## [Activity]
Each line from the opening of the records that follow to the line with "fn entry_key(resource: &str, filename: &str, hash: &str)" needs to be written out exactly. Add nothing.

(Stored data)
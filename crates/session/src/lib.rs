pub mod fetch;
pub mod net;
pub mod sync;

pub use fetch::{FetchCompletion, FetchError, FetchService, RequestContext, RequestKind};
pub use net::{
    BufferError, ConnectionState, Datagram, DatagramEndpoint, HandlerRegistry, Handshake,
    HandshakeOutcome, Identity, MSG_END, MSG_I_HOST, MSG_I_QUIT, MSG_ROUTE, MessageTag, NetBuffer,
    NetSession, NetworkStats, OobMessage, OutReliableCommand, ReliableChannel, ReliableError,
    RouteQueues, RoutedPacket, SessionConfig, SessionContext, SessionError, DEFAULT_PORT,
    MAX_DATAGRAM_SIZE,
};
pub use sync::{
    CacheEntry, Manifest, ResourceCache, ResourceData, ResourceDownload, ResourceFile,
    ResourceRegistry, ResourceState, ResourceSync, ResourceTable, StreamingResource, SyncError,
    SyncState, parse_manifest,
};
use std::collections::{HashMap, HashSet};
use std::fmt::Write as _;

use sha2::{Digest, Sha256};

use super::manifest::{ResourceData, StreamingResource};

/// One cached file, identified by resource, filename and content hash.
/// All three components are stored lowercase.
#[derive(Debug, Clone, PartialEq, Eq)]
pub struct CacheEntry {
    pub resource: String,
    pub filename: String,
    pub hash: String,
}

/// One file the cache is missing for the current manifest.
#[derive(Debug, Clone)]
pub struct ResourceDownload {
    pub source_url: String,
    pub target_name: String,
    pub resource: String,
    pub filename: String,
    pub hash: String,
}

/// Content-addressed store of resource files, plus a mark set naming the
/// entries the current server actually uses.
#[derive(Debug, Default)]
pub struct ResourceCache {
    entries: Vec<CacheEntry>,
    index: HashSet<String>,
    marks: HashMap<String, CacheEntry>,
}

fn entry_key(resource: &str, filename: &str, hash: &str) -> String {
    format!("{}__{}__{}", resource, filename, hash).to_lowercase()
}

fn mark_key(resource: &str, filename: &str) -> String {
    format!("{}__{}", resource, filename).to_lowercase()
}

fn target_name(resource: &str, filename: &str, hash: &str) -> String {
    format!("{}_{}_{}", filename, resource, hash).to_lowercase()
}

impl ResourceCache {
    pub fn new() -> Self {
        Self::default()
    }

    pub fn contains(&self, resource: &str, filename: &str, hash: &str) -> bool {
        self.index.contains(&entry_key(resource, filename, hash))
    }

    pub fn entries(&self) -> &[CacheEntry] {
        &self.entries
    }

    /// Diffs a manifest against the cache: every required file whose exact
    /// content is not already present becomes a download.
    pub fn downloads_for(&self, resources: &[ResourceData]) -> Vec<ResourceDownload> {
        let mut downloads = Vec::new();

        for resource in resources {
            for file in &resource.files {
                if self.contains(&resource.name, &file.name, &file.hash) {
                    continue;
                }

                downloads.push(ResourceDownload {
                    source_url: resource.file_url(&file.name),
                    target_name: target_name(&resource.name, &file.name, &file.hash),
                    resource: resource.name.to_lowercase(),
                    filename: file.name.to_lowercase(),
                    hash: file.hash.to_lowercase(),
                });
            }
        }

        downloads
    }

    /// Stores downloaded content under its actual hash and returns that hash.
    pub fn commit(&mut self, resource: &str, filename: &str, data: &[u8]) -> String {
        let digest = Sha256::digest(data);
        let hash = digest.iter().fold(String::with_capacity(64), |mut out, b| {
            let _ = write!(out, "{b:02x}");
            out
        });

        let entry = CacheEntry {
            resource: resource.to_lowercase(),
            filename: filename.to_lowercase(),
            hash: hash.clone(),
        };

        let key = entry_key(&entry.resource, &entry.filename, &entry.hash);
        if self.index.insert(key) {
            self.entries.push(entry);
        }

        hash
    }

    pub fn clear_marks(&mut self) {
        self.marks.clear();
    }

    /// Marks every file the manifest requires as in use by the current
    /// server, keyed by resource and filename.
    pub fn mark_list(&mut self, resources: &[ResourceData]) {
        for resource in resources {
            for file in &resource.files {
                self.mark(&resource.name, &file.name, &file.hash);
            }
        }
    }

    pub fn mark_streaming(&mut self, streaming: &[StreamingResource]) {
        for file in streaming {
            self.mark(&file.resource, &file.filename, &file.hash);
        }
    }

    fn mark(&mut self, resource: &str, filename: &str, hash: &str) {
        let entry = CacheEntry {
            resource: resource.to_lowercase(),
            filename: filename.to_lowercase(),
            hash: hash.to_lowercase(),
        };

        self.marks.insert(mark_key(resource, filename), entry);
    }

    /// Device path of a marked file inside the cache mount.
    pub fn marked_path_for(&self, resource: &str, filename: &str) -> Option<String> {
        self.marks.get(&mark_key(resource, filename)).map(|entry| {
            format!(
                "cache:/{}",
                target_name(&entry.resource, &entry.filename, &entry.hash)
            )
        })
    }

    pub fn mark_count(&self) -> usize {
        self.marks.len()
    }
}

#[cfg(test)]
mod tests {
    use super::*;
    use crate::sync::manifest::parse_manifest;

    fn manifest_with(doc: &str) -> Vec<ResourceData> {
        parse_manifest(doc.as_bytes(), "host").unwrap().resources
    }

    #[test]
    fn test_downloads_for_skips_cached_files() {
        let resources = manifest_with(
            r#"{
                "fileServer": "http://%s/files",
                "resources": [
                    {"name": "lobby", "files": {"a.lua": "h1", "b.lua": "h2"}},
                    {"name": "maps", "files": {"c.dat": "h3"}}
                ]
            }"#,
        );

        let mut cache = ResourceCache::new();
        // pre-seed two of the three required files
        let h1 = cache.commit("lobby", "a.lua", b"alpha");
        let h3 = cache.commit("maps", "c.dat", b"gamma");
        assert!(cache.contains("lobby", "a.lua", &h1));
        assert!(cache.contains("maps", "c.dat", &h3));

        let resources: Vec<_> = resources
            .into_iter()
            .map(|mut r| {
                for file in &mut r.files {
                    file.hash = match file.name.as_str() {
                        "a.lua" => h1.clone(),
                        "c.dat" => h3.clone(),
                        _ => file.hash.clone(),
                    };
                }
                r
            })
            .collect();

        let downloads = cache.downloads_for(&resources);
        assert_eq!(downloads.len(), 1);
        assert_eq!(downloads[0].filename, "b.lua");
        assert_eq!(downloads[0].source_url, "http://host/files/lobby/b.lua");
    }

    #[test]
    fn test_lookup_is_case_insensitive() {
        let mut cache = ResourceCache::new();
        let hash = cache.commit("Lobby", "Client.LUA", b"data");
        assert!(cache.contains("lobby", "client.lua", &hash));
        assert!(cache.contains("LOBBY", "CLIENT.lua", &hash.to_uppercase()));
    }

    #[test]
    fn test_commit_hashes_content() {
        let mut cache = ResourceCache::new();
        let hash = cache.commit("res", "f.bin", b"hello");
        assert_eq!(hash.len(), 64);
        assert_eq!(
            hash,
            "2cf24dba5fb0a30e26e83b2ac5b9e29e1b161e5c1fa7425e73043362938b9824"
        );
    }

    #[test]
    fn test_duplicate_commit_keeps_one_entry() {
        let mut cache = ResourceCache::new();
        cache.commit("res", "f.bin", b"same");
        cache.commit("res", "f.bin", b"same");
        assert_eq!(cache.entries().len(), 1);
    }

    #[test]
    fn test_marked_path_uses_cache_device() {
        let mut cache = ResourceCache::new();
        let resources = manifest_with(
            r#"{
                "fileServer": "http://%s/files",
                "resources": [{"name": "world", "files": {"pack.pak": "abCD"}}]
            }"#,
        );

        cache.mark_list(&resources);
        assert_eq!(
            cache.marked_path_for("world", "pack.pak").as_deref(),
            Some("cache:/pack.pak_world_abcd")
        );
        assert!(cache.marked_path_for("world", "missing.pak").is_none());

        cache.clear_marks();
        assert_eq!(cache.mark_count(), 0);
    }
}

## [Reply]
filename crates/session/src/lib.rs
pub mod fetch;
pub mod net;
pub mod sync;

pub use fetch::{FetchCompletion, FetchError, FetchService, RequestContext, RequestKind};
pub use net::{
    BufferError, ConnectionState, Datagram, DatagramEndpoint, HandlerRegistry, Handshake,
    HandshakeOutcome, Identity, MSG_END, MSG_I_HOST, MSG_I_QUIT, MSG_ROUTE, MessageTag, NetBuffer,
    NetSession, NetworkStats, OobMessage, OutReliableCommand, ReliableChannel, ReliableError,
    RouteQueues, RoutedPacket, SessionConfig, SessionContext, SessionError, DEFAULT_PORT,
    MAX_DATAGRAM_SIZE,
};
pub use sync::{
    CacheEntry, Manifest, ResourceCache, ResourceData, ResourceDownload, ResourceFile,
    ResourceRegistry, ResourceState, ResourceSync, ResourceTable, StreamingResource, SyncError,
    SyncState, parse_manifest,
};
use std::collections::{HashMap, HashSet};
use std::fmt::Write as _;

use sha2::{Digest, Sha256};

use super::manifest::{ResourceData, StreamingResource};

/// One cached file, identified by resource, filename and content hash.
/// All three components are stored lowercase.
#[derive(Debug, Clone, PartialEq, Eq)]
pub struct CacheEntry {
    pub resource: String,
    pub filename: String,
    pub hash: String,
}

/// One file the cache is missing for the current manifest.
#[derive(Debug, Clone)]
pub struct ResourceDownload {
    pub source_url: String,
    pub target_name: String,
    pub resource: String,
    pub filename: String,
    pub hash: String,
}

/// Content-addressed store of resource files, plus a mark set naming the
/// entries the current server actually uses.
#[derive(Debug, Default)]
pub struct ResourceCache {
    entries: Vec<CacheEntry>,
    index: HashSet<String>,
    marks: HashMap<String, CacheEntry>,
}

fn entry_key(resource: &str, filename: &str, hash: &str) -> String {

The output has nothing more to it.